Saturday, July 7, 2012

The Old Country

Some people might wonder why World to the Wise cultural tours have been exclusively to European destinations (so far).  The 2010 tour took us to England, France and the Netherlands, and this year’s tour saw us in Italy, France and England. While there are many, many other destinations that hold our interest (and perhaps yours as well), there are a number of reasons we have chosen to focus initially and primarily on Europe.

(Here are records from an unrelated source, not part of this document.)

//! Embedded, forward-only schema migrations.
//!
//! # Invariants
//! - Versions start at 1 and increase by exactly one.
//! - Each migration commits together with its `PRAGMA user_version` bump, so
//!   a failed script leaves the database at the previous version.
//! - A database stamped with a version above [`latest_version`] is refused.

use crate::db::{DbError, DbResult};
use log::{error, info};
use rusqlite::Connection;
use std::time::Instant;

#[derive(Debug, Clone, Copy)]
struct Migration {
    version: u32,
    name: &'static str,
    sql: &'static str,
}

const MIGRATIONS: &[Migration] = &[Migration {
    version: 1,
    name: "init_projects_users_tasks",
    sql: include_str!("0001_init.sql"),
}];

/// Returns the latest migration version known by this binary.
pub fn latest_version() -> u32 {
    MIGRATIONS.last().map_or(0, |migration| migration.version)
}

/// Versions that [`apply_migrations`] would run on `conn`, in order.
pub fn pending_versions(conn: &Connection) -> DbResult<Vec<u32>> {
    let current = checked_user_version(conn, MIGRATIONS)?;
    Ok(MIGRATIONS
        .iter()
        .filter(|migration| migration.version > current)
        .map(|migration| migration.version)
        .collect())
}

/// Brings `conn` up to [`latest_version`]. Returns how many migrations ran.
pub fn apply_migrations(conn: &mut Connection) -> DbResult<usize> {
    apply_registry(conn, MIGRATIONS)
}

fn apply_registry(conn: &mut Connection, registry: &[Migration]) -> DbResult<usize> {
    let current = checked_user_version(conn, registry)?;
    let mut applied = 0;

    for migration in registry.iter().filter(|m| m.version > current) {
        let started_at = Instant::now();
        if let Err(source) = run_one(conn, migration) {
            error!(
                "event=db_migrate module=db status=error version={} name={} duration_ms={} error={source}",
                migration.version,
                migration.name,
                started_at.elapsed().as_millis()
            );
            return Err(DbError::Migration {
                version: migration.version,
                name: migration.name,
                source,
            });
        }
        info!(
            "event=db_migrate module=db status=ok version={} name={} duration_ms={}",
            migration.version,
            migration.name,
            started_at.elapsed().as_millis()
        );
        applied += 1;
    }

    Ok(applied)
}

fn run_one(conn: &mut Connection, migration: &Migration) -> rusqlite::Result<()> {
    let tx = conn.transaction()?;
    tx.execute_batch(migration.sql)?;
    tx.pragma_update(None, "user_version", migration.version)?;
    tx.commit()
}

fn checked_user_version(conn: &Connection, registry: &[Migration]) -> DbResult<u32> {
    let current: u32 = conn.query_row("PRAGMA user_version;", [], |row| row.get(0))?;
    let latest = registry.last().map_or(0, |migration| migration.version);
    if current > latest {
        return Err(DbError::UnsupportedSchemaVersion {
            db_version: current,
            latest_supported: latest,
        });
    }
    Ok(current)
}

#[cfg(test)]
mod tests {
    use super::{apply_registry, Migration, MIGRATIONS};
    use crate::db::DbError;
    use rusqlite::Connection;

    fn user_version(conn: &Connection) -> u32 {
        conn.query_row("PRAGMA user_version;", [], |row| row.get(0))
            .unwrap()
    }

    #[test]
    fn registry_versions_are_contiguous_from_one() {
        for (index, migration) in MIGRATIONS.iter().enumerate() {
            assert_eq!(migration.version as usize, index + 1, "{}", migration.name);
        }
    }

    #[test]
    fn failing_migration_keeps_earlier_versions_and_names_the_culprit() {
        let registry = [
            Migration {
                version: 1,
                name: "create_widgets",
                sql: "CREATE TABLE widgets (id INTEGER PRIMARY KEY);",
            },
            Migration {
                version: 2,
                name: "broken",
                sql: "CREATE TABLE gadgets (id INTEGER PRIMARY KEY); SELECT * FROM missing_table;",
            },
        ];
        let mut conn = Connection::open_in_memory().unwrap();

        let err = apply_registry(&mut conn, &registry).unwrap_err();

        match err {
            DbError::Migration { version, name, .. } => {
                assert_eq!(version, 2);
                assert_eq!(name, "broken");
            }
            other => panic!("unexpected error: {other}"),
        }
        assert_eq!(user_version(&conn), 1);
        let gadgets: i64 = conn
            .query_row(
                "SELECT COUNT(*) FROM sqlite_master WHERE name = 'gadgets';",
                [],
                |row| row.get(0),
            )
            .unwrap();
        assert_eq!(gadgets, 0);
    }

    #[test]
    fn reapplying_registry_runs_nothing() {
        let mut conn = Connection::open_in_memory().unwrap();
        assert_eq!(apply_registry(&mut conn, MIGRATIONS).unwrap(), MIGRATIONS.len());
        assert_eq!(apply_registry(&mut conn, MIGRATIONS).unwrap(), 0);
    }
}
//! Task store over the `tasks` table.
//!
//! # Invariants
//! - `user_id` and `project_id` must reference existing rows when set;
//!   foreign keys reject dangling references on write.

use crate::model::project::ProjectId;
use crate::model::task::{Task, TaskId};
use crate::model::user::UserId;
use crate::repo::paging::{Page, PageRequest};
use crate::repo::{parse_optional_uuid, parse_uuid, RepoError, RepoResult, Store};
use rusqlite::{params, params_from_iter, Connection, Row, Rows};

const TASK_SELECT_SQL: &str = "SELECT id, title, project_id, user_id, created_at FROM tasks";

const TASK_SORTABLE: &[(&str, &str)] = &[
    ("id", "id"),
    ("title", "title"),
    ("createdAt", "created_at"),
    ("created_at", "created_at"),
];

/// Task persistence beyond the generic store capability.
pub trait TaskStore: Store<Task, TaskId> {
    fn list_by_assignee(&self, user_id: UserId) -> RepoResult<Vec<Task>>;
    fn list_by_project(&self, project_id: ProjectId) -> RepoResult<Vec<Task>>;
}

/// SQLite-backed task store.
pub struct SqliteTaskStore<'conn> {
    conn: &'conn Connection,
}

impl<'conn> SqliteTaskStore<'conn> {
    pub fn new(conn: &'conn Connection) -> Self {
        Self { conn }
    }

    fn list_where(&self, column: &'static str, id: uuid::Uuid) -> RepoResult<Vec<Task>> {
        let mut stmt = self.conn.prepare(&format!(
            "{TASK_SELECT_SQL} WHERE {column} = ?1 ORDER BY rowid ASC;"
        ))?;
        let rows = stmt.query([id.to_string()])?;
        collect_tasks(rows)
    }
}

impl Store<Task, TaskId> for SqliteTaskStore<'_> {
    fn get(&self, id: TaskId) -> RepoResult<Option<Task>> {
        let mut stmt = self
            .conn
            .prepare(&format!("{TASK_SELECT_SQL} WHERE id = ?1;"))?;
        let mut rows = stmt.query([id.to_string()])?;
        if let Some(row) = rows.next()? {
            return Ok(Some(parse_task_row(row)?));
        }
        Ok(None)
    }

    fn exists(&self, id: TaskId) -> RepoResult<bool> {
        let exists: i64 = self.conn.query_row(
            "SELECT EXISTS(SELECT 1 FROM tasks WHERE id = ?1);",
            [id.to_string()],
            |row| row.get(0),
        )?;
        Ok(exists == 1)
    }

    fn list(&self) -> RepoResult<Vec<Task>> {
        let mut stmt = self
            .conn
            .prepare(&format!("{TASK_SELECT_SQL} ORDER BY rowid ASC;"))?;
        let rows = stmt.query([])?;
        collect_tasks(rows)
    }

    fn save(&self, task: &Task) -> RepoResult<()> {
        self.conn.execute(
            "INSERT INTO tasks (id, title, project_id, user_id)
             VALUES (?1, ?2, ?3, ?4)
             ON CONFLICT(id) DO UPDATE SET
                title = excluded.title,
                project_id = excluded.project_id,
                user_id = excluded.user_id;",
            params![
                task.id.to_string(),
                task.title.as_str(),
                task.project_id.map(|id| id.to_string()),
                task.user_id.map(|id| id.to_string()),
            ],
        )?;
        Ok(())
    }

    fn delete(&self, id: TaskId) -> RepoResult<()> {
        let changed = self
            .conn
            .execute("DELETE FROM tasks WHERE id = ?1;", [id.to_string()])?;
        if changed == 0 {
            return Err(RepoError::NotFound { entity: "Task", id });
        }
        Ok(())
    }

    fn list_page(&self, page: &PageRequest) -> RepoResult<Page<Task>> {
        let total_items: i64 = self
            .conn
            .query_row("SELECT COUNT(*) FROM tasks;", [], |row| row.get(0))?;

        let mut bind_values = Vec::new();
        let tail = page.sql_tail(TASK_SORTABLE, &mut bind_values)?;
        let mut stmt = self.conn.prepare(&format!("{TASK_SELECT_SQL}{tail};"))?;
        let rows = stmt.query(params_from_iter(bind_values))?;
        let items = collect_tasks(rows)?;

        Ok(Page {
            items,
            page_index: page.page_index(),
            page_size: page.page_size(),
            total_items: u64::try_from(total_items).unwrap_or_default(),
        })
    }
}

impl TaskStore for SqliteTaskStore<'_> {
    fn list_by_assignee(&self, user_id: UserId) -> RepoResult<Vec<Task>> {
        self.list_where("user_id", user_id)
    }

    fn list_by_project(&self, project_id: ProjectId) -> RepoResult<Vec<Task>> {
        self.list_where("project_id", project_id)
    }
}

fn collect_tasks(mut rows: Rows<'_>) -> RepoResult<Vec<Task>> {
    let mut tasks = Vec::new();
    while let Some(row) = rows.next()? {
        tasks.push(parse_task_row(row)?);
    }
    Ok(tasks)
}

fn parse_task_row(row: &Row<'_>) -> RepoResult<Task> {
    let id_text: String = row.get("id")?;
    Ok(Task {
        id: parse_uuid(&id_text, "tasks.id")?,
        title: row.get("title")?,
        project_id: parse_optional_uuid(row.get("project_id")?, "tasks.project_id")?,
        user_id: parse_optional_uuid(row.get("user_id")?, "tasks.user_id")?,
        created_at: row.get("created_at")?,
    })
}
//! DeoVR library indexing for a folder tree of VR videos.
//!
//! Each video is described by a `.desc` JSON file next to it. Indexing
//! writes a `deovr` catalog at the library root plus a `.deovr` file per
//! video, all pointing at URLs under the library's base URL.

mod deovr;
mod descriptor;
mod library;
mod timecode;

use std::fs;
use std::path::{Path, PathBuf};

use log::{error, info};

pub use library::{index_library, IndexSummary};

use crate::error::Result;
use descriptor::DESCRIPTOR_EXTENSION;

pub const DEFAULT_BASE_URL: &str = "http://192.168.0.4/vr/";

/// `my_great_video` becomes `My Great Video`.
pub fn title_from_stem(stem: &str) -> String {
    let mut title = String::with_capacity(stem.len());
    let mut previous_is_letter = false;

    for c in stem.replace('_', " ").chars() {
        if c.is_alphabetic() {
            if previous_is_letter {
                title.extend(c.to_lowercase());
            } else {
                title.extend(c.to_uppercase());
            }
            previous_is_letter = true;
        } else {
            title.push(c);
            previous_is_letter = false;
        }
    }
    title
}

fn template(title: &str) -> Result<String> {
    Ok(format!(
        r#"{{
    "title": {},
    "site": "Unknown",
    "duration": "00:00:00",
    "resolution": 1920,
    "group": "",
    "actors": ["Unknown"],
    "timeStamps": [
        {{"ts":"00:", "name":""}},
        {{"ts":"00:", "name":""}}
    ]
}}
"#,
        serde_json::to_string(title)?
    ))
}

/// Writes a starter descriptor next to `video`. Never overwrites.
pub fn write_template(video: &Path) -> Result<Option<PathBuf>> {
    if !video.exists() {
        error!("File not found: {}", video.display());
        return Ok(None);
    }

    let desc_path = video.with_extension(DESCRIPTOR_EXTENSION);
    if desc_path.exists() {
        error!("Descriptor already exists: {}", desc_path.display());
        return Ok(None);
    }

    let stem = video
        .file_stem()
        .map(|s| s.to_string_lossy().into_owned())
        .unwrap_or_default();
    fs::write(&desc_path, template(&title_from_stem(&stem))?)?;

    info!("Wrote {}", desc_path.display());
    Ok(Some(desc_path))
}
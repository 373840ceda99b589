use std::io::Read;

use chrono::NaiveDate;
use csv::{ReaderBuilder, StringRecord};
use log::debug;

use crate::error::{Result, WorkbenchError};

pub const DATE_FORMAT: &str = "%d/%m/%Y";

const DATE: usize = 0;
const SORT_CODE: usize = 2;
const ACCOUNT: usize = 3;
const DESCRIPTION: usize = 4;
const DEBIT: usize = 5;
const CREDIT: usize = 6;

/// One row of a bank statement export.
#[derive(Debug, Clone, PartialEq)]
pub struct BankTransaction {
    pub date: NaiveDate,
    pub bank_account: String,
    pub description: String,
    pub amount: f64,
}

fn column(record: &StringRecord, index: usize) -> &str {
    record.get(index).map(str::trim).unwrap_or_default()
}

fn parse_amount(text: &str, record: &StringRecord) -> Result<f64> {
    text.parse().map_err(|_| WorkbenchError::Parse {
        what: "amount",
        line: record.iter().collect::<Vec<_>>().join(","),
    })
}

/// Statements prefix the sort code with a quote mark to stop spreadsheets
/// treating it as a number.
pub fn bank_account(sort_code: &str, account: &str) -> String {
    let sort_code = sort_code.strip_prefix('\'').unwrap_or(sort_code);
    format!("{sort_code} {account}")
}

/// Debit wins over credit; an empty pair is a zero amount.
pub fn signed_amount(debit: &str, credit: &str, record: &StringRecord) -> Result<f64> {
    if !debit.is_empty() {
        Ok(-parse_amount(debit, record)?)
    } else if !credit.is_empty() {
        parse_amount(credit, record)
    } else {
        Ok(0.0)
    }
}

fn parse_record(record: &StringRecord) -> Result<Option<BankTransaction>> {
    let Ok(date) = NaiveDate::parse_from_str(column(record, DATE), DATE_FORMAT) else {
        debug!("Dropping row without a valid date: {record:?}");
        return Ok(None);
    };

    Ok(Some(BankTransaction {
        date,
        bank_account: bank_account(column(record, SORT_CODE), column(record, ACCOUNT)),
        description: column(record, DESCRIPTION).to_string(),
        amount: signed_amount(column(record, DEBIT), column(record, CREDIT), record)?,
    }))
}

/// Reads every dated row, oldest first. Rows sharing a date keep file order.
pub fn read_transactions<R: Read>(reader: R) -> Result<Vec<BankTransaction>> {
    let mut csv_reader = ReaderBuilder::new()
        .has_headers(false)
        .flexible(true)
        .from_reader(reader);

    let mut transactions = Vec::new();
    for record in csv_reader.records() {
        if let Some(transaction) = parse_record(&record?)? {
            transactions.push(transaction);
        }
    }

    transactions.sort_by_key(|t| t.date);
    Ok(transactions)
}
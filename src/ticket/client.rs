use reqwest::Client;
use serde::{Deserialize, Serialize};
use serde_json::Value;
use url::Url;

use crate::auth::Credentials;
use crate::error::{Result, WorkbenchError};

const TICKET_GET: &str = "ticket.get";
const JSON_RPC_VERSION: &str = "2.0";

#[derive(Debug, Serialize)]
struct RpcRequest<'a> {
    method: &'a str,
    params: [&'a str; 1],
    jsonrpc: &'a str,
    id: u32,
}

#[derive(Debug, Deserialize)]
struct RpcResponse {
    #[serde(default)]
    result: Option<Value>,
    #[serde(default)]
    error: Option<Value>,
}

#[derive(Debug, Clone, PartialEq, Eq)]
pub struct TicketStatus {
    pub id: String,
    pub status: String,
}

impl std::fmt::Display for TicketStatus {
    fn fmt(&self, f: &mut std::fmt::Formatter<'_>) -> std::fmt::Result {
        write!(f, "{}, {}", self.id, self.status)
    }
}

/// JSON-RPC client for a Trac issue tracker.
pub struct TicketClient {
    client: Client,
    rpc_url: Url,
    credentials: Option<Credentials>,
}

/// `ticket.get` answers `[id, created, modified, attributes]`.
fn parse_ticket(result: &Value) -> Result<TicketStatus> {
    let malformed = || WorkbenchError::Api(format!("Unexpected ticket.get result: {result}"));

    let id = match result.get(0).ok_or_else(malformed)? {
        Value::String(s) => s.clone(),
        Value::Number(n) => n.to_string(),
        _ => return Err(malformed()),
    };
    let status = result
        .get(3)
        .and_then(|attributes| attributes.get("status"))
        .and_then(Value::as_str)
        .ok_or_else(malformed)?
        .to_string();

    Ok(TicketStatus { id, status })
}

impl TicketClient {
    pub fn new(rpc_url: &str, credentials: Option<Credentials>) -> Result<Self> {
        let client = Client::builder()
            .user_agent(concat!("workbench/", env!("CARGO_PKG_VERSION")))
            .build()
            .map_err(|e| WorkbenchError::Config(format!("Failed to create HTTP client: {e}")))?;

        let rpc_url = Url::parse(rpc_url)
            .map_err(|e| WorkbenchError::Config(format!("Invalid RPC URL: {e}")))?;

        Ok(Self {
            client,
            rpc_url,
            credentials,
        })
    }

    fn auth_request(&self, request: reqwest::RequestBuilder) -> reqwest::RequestBuilder {
        if let Some(credentials) = &self.credentials {
            request.basic_auth(&credentials.user, Some(credentials.password.as_str()))
        } else {
            request
        }
    }

    pub async fn fetch_status(&self, ticket_id: &str) -> Result<TicketStatus> {
        let body = RpcRequest {
            method: TICKET_GET,
            params: [ticket_id],
            jsonrpc: JSON_RPC_VERSION,
            id: 0,
        };
        let request = self.auth_request(self.client.post(self.rpc_url.clone()).json(&body));

        let response = request.send().await?.error_for_status()?;
        let rpc = response.json::<RpcResponse>().await?;

        if let Some(error) = rpc.error.filter(|e| !e.is_null()) {
            return Err(WorkbenchError::Api(format!(
                "ticket.get {ticket_id} failed: {error}"
            )));
        }
        let result = rpc
            .result
            .ok_or_else(|| WorkbenchError::Api(format!("ticket.get {ticket_id} returned no result")))?;

        parse_ticket(&result)
    }
}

As Caucasian Americans, my wife and I both recognize that our roots lie almost entirely in Europe. By blood, I am actually not a Durham; my father, whose surname was originally Oatis, was adopted by an aunt who had married a man named Durham. Still, there are strong Anglo-Saxon lines in my family, as well as German. My mother’s maiden name was Knox, as in John Knox, the great Scottish church reformer. When I am in Europe, I feel a sense of connectedness, as if I were visiting grandparents I never knew. Although cultural differences abound -– both between American and European cultures and among European cultures themselves –- many “aha moments” are waiting for Americans who seek to understand their own culture better.

It also doesn’t hurt that I have lived in Europe for a total of twelve years, have friendships and contacts there from the last 30 years, and that all the languages I speak are European languages. This greatly facilitates the tours, as I’m sure any of the participants will attest. As I said earlier, there are countless other places on this planet of ours we would like to discover and/or take others to see -- for example, we hope to organize a third-world experience for Americans in the not-too-distant future (Haiti, perhaps?) –- but much of my heart, as well as much understanding of where we have come from as a culture, lies in what for many of us is The Old Country.

Tell us about your experiences visiting the land(s) of your ancestors.